Location: Plant Genetics Research

Project Number: 5070-31320-001-010-S
Project Type: Non-Assistance Cooperative Agreement

Start Date: Sep 1, 2023
End Date: Aug 31, 2024

Objective:
Objective 1: Develop a system to facilitate coordinated expression of multiple genes that comprise biochemical pathways. Objective 2: Evaluate biochemical impact of editing of genes involved in metabolism. Objective 3: Develop a high throughput strategy for evaluation of host factors involved in host pathways required by Influenza.

Approach:
The overall approach is to investigate mechanisms that control coordinated expression. This effort requires acquisition of new knowledge, and methods to test genome edits. Three projects will be performed independently to 1) study, modify, and develop strategies for post-transcriptional coordination of independent cistrons, 2) develop and use biochemical methods to evaluate edit impacts on intermediary metabolism, and 3) develop and use methods to identify the impacts of genes and alleles on influenza replication.

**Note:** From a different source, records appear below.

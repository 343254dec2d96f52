//! Detection of repeating child patterns.
//!
//! Forms often repeat the same run of components, e.g. label/input pairs:
//! `v(TextView,EditText,TextView,EditText)`. Wrapping every repetition into a
//! fragment of the parent's direction does not change the layout but gives
//! the transformations a handle on the pairs.

use std::fmt;

use alm_core::{Fragment, Item};

use crate::fragment_ref::FragmentRef;

/// Ranks detected patterns; higher comes first.
pub type GroupPreference = Box<dyn Fn(&[String]) -> f64 + Send + Sync>;

/// A repeating child pattern found in a fragment tree.
#[derive(Debug, Clone, PartialEq)]
pub struct DetectedGroup {
    /// The fragment whose children repeat.
    pub target: FragmentRef,
    /// Structural ids of one repetition.
    pub pattern: Vec<String>,
    pub repetitions: usize,
    /// The whole tree with every repetition wrapped.
    pub fragment: Fragment,
}

/// Finds repeating child patterns.
#[derive(Default)]
pub struct GroupDetector {
    preference: Option<GroupPreference>,
}

impl fmt::Debug for GroupDetector {
    fn fmt(&self, f: &mut fmt::Formatter<'_>) -> fmt::Result {
        f.debug_struct("GroupDetector")
            .field("preference", &self.preference.is_some())
            .finish()
    }
}

impl GroupDetector {
    pub fn new() -> Self {
        Self::default()
    }

    /// Order detected groups by `preference`.
    pub fn with_preference<F>(mut self, preference: F) -> Self
    where
        F: Fn(&[String]) -> f64 + Send + Sync + 'static,
    {
        self.preference = Some(Box::new(preference));
        self
    }

    /// All repeating patterns of `root`, best first.
    pub fn detect(&self, root: &Fragment) -> Vec<DetectedGroup> {
        let mut found = Vec::new();
        root.for_each_fragment(|path, fragment| {
            if fragment.is_wrapper() {
                return;
            }
            let keys: Vec<String> = fragment.items().iter().map(Item::structure_id).collect();
            let Some(period) = repeating_period(&keys) else {
                return;
            };

            let mut grouped = fragment.clone();
            let wrapped: Vec<Item> = fragment
                .items()
                .chunks(period)
                .map(|run| Item::Fragment(Fragment::with_items(fragment.direction(), run.to_vec())))
                .collect();
            *grouped.items_mut() = wrapped;

            let mut tree = root.clone();
            if tree.replace_at(path, grouped).is_some() {
                found.push(DetectedGroup {
                    target: FragmentRef::from_path(path),
                    pattern: keys[..period].to_vec(),
                    repetitions: keys.len() / period,
                    fragment: tree,
                });
            }
        });

        if let Some(preference) = &self.preference {
            // stable: equally preferred groups keep tree order
            found.sort_by(|a, b| preference(&b.pattern).total_cmp(&preference(&a.pattern)));
        }
        tracing::trace!(groups = found.len(), "detected groups");
        found
    }

    /// Extra search seeds: the grouped trees, best first.
    pub fn seeds(&self, root: &Fragment) -> Vec<Fragment> {
        self.detect(root).into_iter().map(|g| g.fragment).collect()
    }
}

/// Smallest period `p >= 2` such that `keys` is at least two repetitions of
/// its first `p` keys. Runs of one repeated key have no meaningful grouping.
fn repeating_period(keys: &[String]) -> Option<usize> {
    let n = keys.len();
    if n < 4 || keys.iter().all(|k| *k == keys[0]) {
        return None;
    }
    (2..=n / 2).find(|&p| n % p == 0 && (p..n).all(|i| keys[i] == keys[i % p]))
}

Specific Projects: Development of expression systems for coordinated expression of novel coding regions. Although coordinated expression of multiple coding regions is a general rule in eukaryotes, little is known of methods to harness a general mechanism. However, prokaryotes and eukaryotic viruses have developed methods to produce multiple, independent proteins from a single promoter. This project will adapt and evaluate viral and prokaryotic strategies to use single eukaryotic promoters to provide for multiple, independent proteins. Novel Intermediary Metabolism. To fully utilize genome edits developed for novel metabolic pathways, a system is required to coordinate expression of each of the individual component genes. This project will develop an expression system to allow for coordinated expression of novel genes. Host factors required for Influenza. To fully explore genome edits related to Influenza susceptibility/resistance, a high throughput strategy is required to evaluate whole genome scans and total sequence space of individual genes. This project will develop an in vitro system to rapidly identify the impact of individual genes or specific variants on Influenza replication.